Nella specie, alla mancanza in atti dell’indispensabile copia notificata della sentenza impugnata non soccorre neppure il principio di cui a Cass. 10/07/2013, n. 17066, di non necessità di tale produzione in caso di notifica del ricorso entro i sessanta giorni dalla data di pubblicazione del provvedimento impugnato, poiché la sentenza gravata (che si assume essere notificata in data 13.11.2019) è stata pubblicata in data 24/10/2019 e il ricorso risulta essere notificato in data 13/01/2020 e, quindi, oltre il termine di sessanta giorni.
Il ricorso pertanto deve essere dichiarato improcedibile ai sensi dell’art. 369, comma 2, cod. proc. civ.
Le spese di lite seguono la soccombenza e sono liquidate come da dispositivo, tenuto conto del valore della controversia e dell’attività processuale espletata.
Sussistono, ai sensi dell’articolo 13, comma 1 quater, d.P.R. 115 del 2002 i presupposti processuali per il versamento da parte della ricorrente dell’ulteriore importo a titolo di contributo unificato pari a quello dovuto per il ricorso, a norma del comma 1 bis dello stesso articolo.
P. Q. M.
dichiara improcedibile il ricorso;
condanna la ricorrente al pagamento, in favore del controricorrente, delle spese del giudizio di legittimità, che liquida in euro 4.500,00 per compensi, oltre alle spese forfettarie nella misura del 15 per cento, agli esborsi liquidati in euro 200,00, ed agli accessori di legge.

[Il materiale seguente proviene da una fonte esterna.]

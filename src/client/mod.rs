//! # Client Components
//!
//! The client is split into four components, leaves first:
//!
//! ## Telemetry ([`telemetry`])
//! Builds a discovery request from carrier, cell, application and location data.
//! Telemetry gaps degrade to defaults.
//!
//! ## Transport ([`transport`])
//! One connection, one request, one reply per call, bounded by a deadline.
//!
//! ## Executor ([`executor`])
//! Fixed-size worker pool returning cancellable task handles.
//!
//! ## Discovery Client ([`client`])
//! The public facade with blocking and non-blocking `find_cloudlet` and
//! `verify_location`.

pub mod client;
pub mod executor;
pub mod metrics;
pub mod telemetry;
pub mod transport;

// Re-export for convenience
pub use client::DiscoveryClient;
pub use executor::{TaskExecutor, TaskHandle, TaskState};
pub use metrics::{AggregatedStats, CallMetrics, Operation, OperationStats};
pub use telemetry::{build_request, HostEnvironment, StaticEnvironment};
pub use transport::RpcTransport;
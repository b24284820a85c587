//! # Telemetry Snapshot
//!
//! Assembles a [`DiscoveryRequest`] from the host's carrier, cell and
//! application telemetry plus an optional location fix.
//!
//! Telemetry reads are best-effort. A missing SIM, an empty neighbour list or a
//! permission the host never obtained degrade the request to default values;
//! only a missing host environment fails the build. This module never asks for
//! permissions itself.

use log::warn;

use crate::common::config::{RequestSettings, TelemetrySettings};
use crate::common::error::{DiscoveryError, Result, TelemetryError};
use crate::common::messages::{
    ApplicationContext, CarrierIdentity, CellTowerInfo, DiscoveryRequest, IdType, LocationSample,
};

/// Source of device and application telemetry supplied by the host.
///
/// The discovery client only ever holds a `Weak` reference to its host
/// environment.
pub trait HostEnvironment: Send + Sync {
    /// Operator name, subscriber number and network codes.
    fn carrier_identity(&self) -> std::result::Result<CarrierIdentity, TelemetryError>;

    /// Neighbouring cells, nearest first. May be empty.
    fn neighboring_cells(&self) -> std::result::Result<Vec<CellTowerInfo>, TelemetryError>;

    /// Label and identifier of the calling application.
    fn application(&self) -> ApplicationContext;
}

/// Build a fresh request from the current telemetry.
///
/// # Errors
/// `InvalidContext` when `environment` is `None`. Telemetry gaps are never errors.
pub fn build_request(
    environment: Option<&dyn HostEnvironment>,
    location: Option<&LocationSample>,
    settings: &RequestSettings,
) -> Result<DiscoveryRequest> {
    let environment = environment.ok_or_else(|| {
        DiscoveryError::InvalidContext(
            "host environment is missing, request cannot read telemetry".to_string(),
        )
    })?;

    let carrier = environment.carrier_identity().unwrap_or_else(|e| {
        warn!("⚠️  Carrier identity unavailable, sending empty identity: {}", e);
        CarrierIdentity::default()
    });

    let tower = match environment.neighboring_cells() {
        Ok(cells) => cells.first().copied().unwrap_or_default(),
        Err(e) => {
            warn!("⚠️  Neighbouring cells unavailable, sending tower 0/0: {}", e);
            CellTowerInfo::default()
        }
    };

    let application = environment.application();
    let app_id = if application.app_id.is_empty() {
        settings.app_id.clone()
    } else {
        application.app_id
    };

    Ok(DiscoveryRequest {
        ver: settings.version,
        carrier,
        tower,
        app_id,
        app_label: application.label,
        protocol: settings.protocol.clone(),
        server_port: settings.server_port,
        gps_location: location.copied().unwrap_or_default(),
    })
}

/// A host environment with fixed telemetry, typically loaded from configuration.
#[derive(Debug, Clone, Default)]
pub struct StaticEnvironment {
    carrier: Option<CarrierIdentity>,
    cells: Vec<CellTowerInfo>,
    application: ApplicationContext,
}

impl StaticEnvironment {
    pub fn new(
        carrier: Option<CarrierIdentity>,
        cells: Vec<CellTowerInfo>,
        application: ApplicationContext,
    ) -> Self {
        Self {
            carrier,
            cells,
            application,
        }
    }

    /// Build from the `[telemetry]` configuration section.
    ///
    /// A zero cell identifier means no neighbour data.
    pub fn from_settings(settings: &TelemetrySettings) -> Self {
        let carrier = CarrierIdentity {
            id_type: IdType::Msisdn,
            id: settings.subscriber_id.clone(),
            mnc: settings.mnc.clone(),
            mcc: settings.mcc.clone(),
            operator_name: settings.operator_name.clone(),
        };
        let cells = if settings.cell_id == 0 {
            Vec::new()
        } else {
            vec![CellTowerInfo {
                cell_id: settings.cell_id,
                location_area_code: settings.location_area_code,
            }]
        };
        let application = ApplicationContext {
            label: settings.app_label.clone(),
            app_id: settings.app_id.clone(),
        };

        Self::new(Some(carrier), cells, application)
    }
}

impl HostEnvironment for StaticEnvironment {
    fn carrier_identity(&self) -> std::result::Result<CarrierIdentity, TelemetryError> {
        self.carrier
            .clone()
            .ok_or_else(|| TelemetryError::Unavailable("no SIM".to_string()))
    }

    fn neighboring_cells(&self) -> std::result::Result<Vec<CellTowerInfo>, TelemetryError> {
        Ok(self.cells.clone())
    }

    fn application(&self) -> ApplicationContext {
        self.application.clone()
    }
}

#[cfg(test)]
mod tests {
    use super::*;

    struct DeniedEnvironment;

    impl HostEnvironment for DeniedEnvironment {
        fn carrier_identity(&self) -> std::result::Result<CarrierIdentity, TelemetryError> {
            Err(TelemetryError::PermissionDenied("READ_PHONE_STATE".to_string()))
        }

        fn neighboring_cells(&self) -> std::result::Result<Vec<CellTowerInfo>, TelemetryError> {
            Err(TelemetryError::PermissionDenied("ACCESS_COARSE_LOCATION".to_string()))
        }

        fn application(&self) -> ApplicationContext {
            ApplicationContext::default()
        }
    }

    #[test]
    fn missing_environment_is_invalid_context() {
        let err = build_request(None, None, &RequestSettings::default()).unwrap_err();
        assert!(matches!(err, DiscoveryError::InvalidContext(_)));
    }

    #[test]
    fn absent_location_is_all_zero() {
        let env = StaticEnvironment::default();
        let request = build_request(Some(&env), None, &RequestSettings::default()).unwrap();

        assert_eq!(request.gps_location, LocationSample::default());
        assert_eq!(request.gps_location.vertical_accuracy, 0.0);
        assert_eq!(request.gps_location.speed, 0.0);
    }

    #[test]
    fn denied_telemetry_degrades_to_defaults() {
        let settings = RequestSettings::default();
        let location = LocationSample::new(37.7749, -122.4194, 5.0);

        let request = build_request(Some(&DeniedEnvironment), Some(&location), &settings).unwrap();

        assert_eq!(request.carrier, CarrierIdentity::default());
        assert_eq!(request.tower, CellTowerInfo::default());
        assert_eq!(request.app_id, settings.app_id);
        assert_eq!(request.gps_location.latitude, 37.7749);
        assert_eq!(request.ver, settings.version);
    }

    #[test]
    fn first_neighbour_becomes_the_tower() {
        let env = StaticEnvironment::new(
            None,
            vec![
                CellTowerInfo { cell_id: 11, location_area_code: 3 },
                CellTowerInfo { cell_id: 12, location_area_code: 4 },
            ],
            ApplicationContext {
                label: "Face Detection".to_string(),
                app_id: "face-detect".to_string(),
            },
        );

        let request = build_request(Some(&env), None, &RequestSettings::default()).unwrap();

        assert_eq!(request.tower, CellTowerInfo { cell_id: 11, location_area_code: 3 });
        assert_eq!(request.app_id, "face-detect");
        assert_eq!(request.app_label, "Face Detection");
    }

    #[test]
    fn settings_without_cell_id_have_no_neighbours() {
        let settings = TelemetrySettings {
            operator_name: "TDG".to_string(),
            mcc: "262".to_string(),
            mnc: "01".to_string(),
            ..TelemetrySettings::default()
        };
        let env = StaticEnvironment::from_settings(&settings);

        assert!(env.neighboring_cells().unwrap().is_empty());
        let carrier = env.carrier_identity().unwrap();
        assert_eq!(carrier.operator_name, "TDG");
        assert_eq!(carrier.id, "");
    }
}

Ai sensi dell’art. 13 comma 1 quater del d.P.R. n. 115 del 2002, inserito dall’art. 1, comma 17 della l. n. 228 del 2012, dà atto della sussistenza dei presupposti per il versamento, da parte della ricorrente, dell’ulteriore importo a titolo di contributo unificato pari a quello dovuto per il ricorso principale, a norma del comma 1-bis, dello stesso articolo 13.